«Io sono la coreografa. Queste le interpreti. Breanna O’Mara, Anna Fingerhuth. Ho creato il mio lavoro con Breanna e Anna Wehsarg, ma poi Anna Wehsarg è rimasta incinta. Le due Anne sono tipi molto diversi. E quando si lavora sull’interpretazione…». Comincia così A fury tale di Cristiana Morganti, danzatrice italiana storica di Pina Bausch al suo terzo, fulminante, lavoro, alla Cavallerizza di Reggio Emilia per il festival Aperto. A parlare è la stessa Morganti, in scena per 2 minuti a preambolo della creazione al fianco delle magnifiche due fulve danzatrici del suo pezzo.

Giù viene da sorridere. Morganti non danza come nei precedenti Moving with Pina (2010) e Jessica and Me (2014), ma con quella vena ironica che la contraddistingue fa capire in un soffio cosa si mette in gioco tra coreografo e personalità dell’interprete. Morbida, piena di linee curve era la qualità di movimento della prima Anna (che ballava nell’anteprima estiva a Civitanova Danza) – Morganti ne fa una breve dimostrazione – , appuntito, aguzzo nelle dinamiche e nei gesti, il movimento di Anna Fingerhuth, in scena ora.

E poi c’è Breanna, leggera, armoniosa, timbro fluente non privo di scarmigliature. Quattro donne, contando anche l’autrice. C’è di che averne per un duetto.Tema fonte dello spettacolo la rabbia che, declinata in mille sfumature, apre le porte a tanti contenuti da infondere nella danza: femminilità, competizione, complicità, carattere, impulso, memoria, affetto, odio, tempo che passa, tempo presente, autobiografia, finzione. La scena è lattea, quasi uno sfondo su cui far esplodere il colore. Il passaggio da un quadro all’altro avviene con tagli cinematografici netti, senza dissolvenza. Cambi di tensione, luci, musica improvvisi. Gestiti da Morganti e dal suo staff creativo con ritmo focoso.

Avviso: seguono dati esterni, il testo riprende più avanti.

//! Canned chat text and the session transcript.
//!
//! Everything here is template selection. The random pick is injected so
//! tests can pin it down.

use crate::{AiModel, GamePhase};
use gambit_core::{GameStatus, Move, PieceKind, Side};
use rand::seq::SliceRandom;
use rand::Rng;
use serde::Serialize;

/// Display-only status lines shown while the computer "thinks".
pub const REASONING_STEPS: [&str; 6] = [
    "Reading the position...",
    "Weighing piece activity...",
    "Looking for forcing lines...",
    "Scanning tactical motifs...",
    "Reviewing pawn structure...",
    "Settling on a move...",
];

/// Commentary on a move the computer just played.
pub fn ai_commentary<R: Rng + ?Sized>(mv: &Move, status: GameStatus, rng: &mut R) -> String {
    let san = mv.san.clone().unwrap_or_else(|| mv.to_uci());
    let piece = mv.piece.unwrap_or(PieceKind::Pawn).name();

    match status {
        GameStatus::Checkmate => format!(
            "{} - Checkmate. My {} finishes it. Thanks for the game; the mating net \
             was set once my pieces started working together.",
            san, piece
        ),
        GameStatus::Check => format!(
            "{} - Check from my {}! Your king has to deal with this right now. \
             Look at which of your pieces it cuts off.",
            san, piece
        ),
        _ if mv.is_capture() => {
            let gain = if rng.gen_bool(0.5) {
                "wins material"
            } else {
                "opens lines for the rest of my army"
            };
            format!(
                "{} - Taking with my {}. The trade {}. Imbalances like this shape \
                 the middlegame.",
                san, piece, gain
            )
        }
        _ => {
            let remarks = [
                "claims more of the centre. Central control lets pieces swing to either wing.",
                "develops with tempo. Every move should improve something.",
                "lands on an active square and links up with its neighbours.",
                "is a quiet prophylactic move that heads off your ideas early.",
                "regroups for the middlegame fight ahead.",
            ];
            let remark = remarks.choose(rng).copied().unwrap_or(remarks[0]);
            format!("{} - My {} {}", san, piece, remark)
        }
    }
}

/// Short remark on the player's move. Often says nothing.
pub fn player_critique<R: Rng + ?Sized>(mv: &Move, rng: &mut R) -> Option<&'static str> {
    if mv.is_capture() {
        return Some("Trade noted.");
    }
    let options = [
        Some("Solid."),
        Some("Interesting."),
        Some("Good development."),
        None,
        None,
        None,
    ];
    options.choose(rng).copied().flatten()
}

/// Keyword-routed strategy advice for a free-text question.
pub fn strategy_answer(question: &str, model: AiModel) -> String {
    let q = question.to_lowercase();
    let has = |words: &[&str]| words.iter().any(|w| q.contains(w));

    let body = if has(&["opening", "start"]) {
        "Openings reward simple principles: fight for e4, d4, e5 and d5, bring the \
         knights out before the bishops, castle early, connect the rooks, and avoid \
         moving one piece twice or launching the queen too soon."
    } else if has(&["castle", "king"]) {
        "Keep your king safe. Castling hides it behind pawns and brings a rook toward \
         the centre. The short side usually needs fewer preparatory moves; the long \
         side is sharper. Aim to castle within the first ten moves."
    } else if has(&["pawn", "structure"]) {
        "Pawns set the plan. Watch for doubled, isolated and backward pawns, attack a \
         chain at its base, and remember that every pawn move is permanent."
    } else if has(&["endgame", "end game"]) {
        "In the endgame the king becomes a fighter. Create passed pawns, put rooks \
         behind them, and use the opposition and the rule of the square in king and \
         pawn endings."
    } else if has(&["tactic", "pin", "fork"]) {
        "Look for forks, pins, skewers, discovered attacks and double checks, for both \
         sides. Whoever spots the tactic first usually wins."
    } else {
        "Good question. Keep your pieces active and your king safe, and give every move \
         a purpose. Check forcing moves first: checks, captures, threats. Then improve \
         quietly."
    };

    format!("[{}] {}", model.label(), body)
}

/// Closing line for a terminal phase. `mover` is the side that made the
/// last move; `player` is the human's side.
pub fn result_announcement(phase: GamePhase, mover: Side, player: Side) -> Option<String> {
    match phase {
        GamePhase::Checkmate if mover == player => {
            Some(format!("Checkmate! {} wins. Well played.", mover))
        }
        GamePhase::Checkmate => Some(format!("Checkmate. {} wins. Game over, you lose.", mover)),
        GamePhase::Stalemate => Some("Stalemate. The game is drawn.".to_string()),
        GamePhase::Draw => Some("Draw. Neither side can make progress.".to_string()),
        GamePhase::Flagged(loser) => Some(format!(
            "{} ran out of time. {} wins on time.",
            loser,
            loser.opposite()
        )),
        _ => None,
    }
}

#[derive(Debug, Clone, Copy, PartialEq, Eq, Serialize)]
#[serde(rename_all = "lowercase")]
pub enum MessageKind {
    User,
    Agent,
    System,
}

#[derive(Debug, Clone, Copy, PartialEq, Eq, Serialize)]
#[serde(rename_all = "UPPERCASE")]
pub enum MessageTag {
    Critique,
    Agent,
    Tip,
    System,
}

/// One line in the chat console.
#[derive(Debug, Clone, PartialEq, Eq, Serialize)]
pub struct ChatMessage {
    pub kind: MessageKind,
    #[serde(skip_serializing_if = "Option::is_none")]
    pub tag: Option<MessageTag>,
    pub content: String,
    /// SAN of the move this message is about.
    #[serde(skip_serializing_if = "Option::is_none")]
    pub san: Option<String>,
}

impl ChatMessage {
    pub fn user(content: impl Into<String>) -> Self {
        ChatMessage {
            kind: MessageKind::User,
            tag: None,
            content: content.into(),
            san: None,
        }
    }

    pub fn agent(tag: MessageTag, content: impl Into<String>) -> Self {
        ChatMessage {
            kind: MessageKind::Agent,
            tag: Some(tag),
            content: content.into(),
            san: None,
        }
    }

    pub fn tip(content: impl Into<String>) -> Self {
        Self::agent(MessageTag::Tip, content)
    }

    pub fn system(content: impl Into<String>) -> Self {
        ChatMessage {
            kind: MessageKind::System,
            tag: Some(MessageTag::System),
            content: content.into(),
            san: None,
        }
    }

    pub fn with_san(mut self, san: Option<String>) -> Self {
        self.san = san;
        self
    }
}

/// Append-only chat history.
#[derive(Debug, Clone, Default, Serialize)]
#[serde(transparent)]
pub struct Transcript {
    messages: Vec<ChatMessage>,
}

impl Transcript {
    pub fn new() -> Self {
        Self::default()
    }

    /// Appends and returns the stored message.
    pub fn push(&mut self, message: ChatMessage) -> &ChatMessage {
        self.messages.push(message);
        &self.messages[self.messages.len() - 1]
    }

    pub fn messages(&self) -> &[ChatMessage] {
        &self.messages
    }

    pub fn len(&self) -> usize {
        self.messages.len()
    }

    pub fn is_empty(&self) -> bool {
        self.messages.is_empty()
    }

    pub fn last(&self) -> Option<&ChatMessage> {
        self.messages.last()
    }
}

#[cfg(test)]
mod tests {
    use super::*;
    use rand::rngs::StdRng;
    use rand::SeedableRng;

    fn mv(san: &str, piece: PieceKind, captured: Option<PieceKind>) -> Move {
        let mut m = Move::new("e2".parse().unwrap(), "e4".parse().unwrap());
        m.san = Some(san.to_string());
        m.piece = Some(piece);
        m.captured = captured;
        m
    }

    #[test]
    fn commentary_follows_status() {
        let mut rng = StdRng::seed_from_u64(3);
        let mate = ai_commentary(&mv("Qh4#", PieceKind::Queen, None), GameStatus::Checkmate, &mut rng);
        assert!(mate.starts_with("Qh4# - Checkmate. My queen"));

        let check = ai_commentary(&mv("Bb5+", PieceKind::Bishop, None), GameStatus::Check, &mut rng);
        assert!(check.contains("Check from my bishop"));

        let take = ai_commentary(
            &mv("Nxe5", PieceKind::Knight, Some(PieceKind::Pawn)),
            GameStatus::Active,
            &mut rng,
        );
        assert!(take.contains("Taking with my knight"));

        let quiet = ai_commentary(&mv("Nf3", PieceKind::Knight, None), GameStatus::Active, &mut rng);
        assert!(quiet.starts_with("Nf3 - My knight "));
    }

    #[test]
    fn critique_of_captures_is_fixed() {
        let mut rng = StdRng::seed_from_u64(0);
        let capture = mv("exd5", PieceKind::Pawn, Some(PieceKind::Pawn));
        for _ in 0..10 {
            assert_eq!(player_critique(&capture, &mut rng), Some("Trade noted."));
        }
    }

    #[test]
    fn critique_is_sometimes_silent() {
        let mut rng = StdRng::seed_from_u64(11);
        let quiet = mv("d4", PieceKind::Pawn, None);
        let results: Vec<_> = (0..200).map(|_| player_critique(&quiet, &mut rng)).collect();
        assert!(results.iter().any(Option::is_none));
        assert!(results.iter().any(Option::is_some));
    }

    #[test]
    fn strategy_routing() {
        assert!(strategy_answer("How should I START?", AiModel::Default).starts_with("[AI] Openings"));
        assert!(strategy_answer("when to castle", AiModel::Claude).starts_with("[Claude] Keep your king"));
        assert!(strategy_answer("pawn islands", AiModel::Gpt).contains("Pawns set the plan"));
        assert!(strategy_answer("endgame tips", AiModel::Grok).contains("king becomes a fighter"));
        assert!(strategy_answer("what is a fork", AiModel::Gemini).contains("skewers"));
        assert!(strategy_answer("hello", AiModel::Mistral).starts_with("[Mistral] Good question."));
    }

    #[test]
    fn announcements() {
        assert_eq!(
            result_announcement(GamePhase::Checkmate, Side::White, Side::White).as_deref(),
            Some("Checkmate! White wins. Well played.")
        );
        assert!(result_announcement(GamePhase::Checkmate, Side::Black, Side::White)
            .unwrap()
            .contains("you lose"));
        assert_eq!(
            result_announcement(GamePhase::Flagged(Side::Black), Side::White, Side::White)
                .as_deref(),
            Some("Black ran out of time. White wins on time.")
        );
        assert_eq!(result_announcement(GamePhase::Check, Side::White, Side::White), None);
    }

    #[test]
    fn transcript_is_append_only() {
        let mut t = Transcript::new();
        assert!(t.is_empty());
        t.push(ChatMessage::user("Played e4").with_san(Some("e4".into())));
        let tip = t.push(ChatMessage::tip("Try Nf3.")).clone();
        assert_eq!(t.len(), 2);
        assert_eq!(tip.tag, Some(MessageTag::Tip));
        assert_eq!(t.messages()[0].san.as_deref(), Some("e4"));
        assert_eq!(t.last(), Some(&tip));
    }
}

Le protagoniste cadute a terra all’improvviso, le strisciate blu notte che colano sullo sfondo, primo dei tanti toni emozionali che si alterneranno nel movimento sulla scena. Le urla e le confessioni. Le due danzatrici in gonnella colorata che ballano salterellando con leggerezza giovanile; la donna con valigia che affronta il viaggio della vita, gli abiti coloratissimi, i progetti per il futuro raccontati a voce alta, l’interpretazione sexy di un mal di schiena, le teste da lupo, le danze stroboscopiche, le gambe giuste per la danza, cosa vuol dire essere consapevoli del proprio corpo.

La memoria dei tanti anni con Bausch affiora in scene strepitose come quella sulla danzatrice che si ribella alla coreografa perché non vuole danzare il suo assolo su una musica non amata, ma è evidente in A fury tale che il passato ormai ha aperto le porte a una Morganti indipendente, perfettamente adulta nello sviluppo di un proprio segno coreografico e registico.
Coinvolgente il collage musicale che spazia con voracità tra stili e generi, video di Connie Prantera, collaborazione artistica di Kenji Takagi.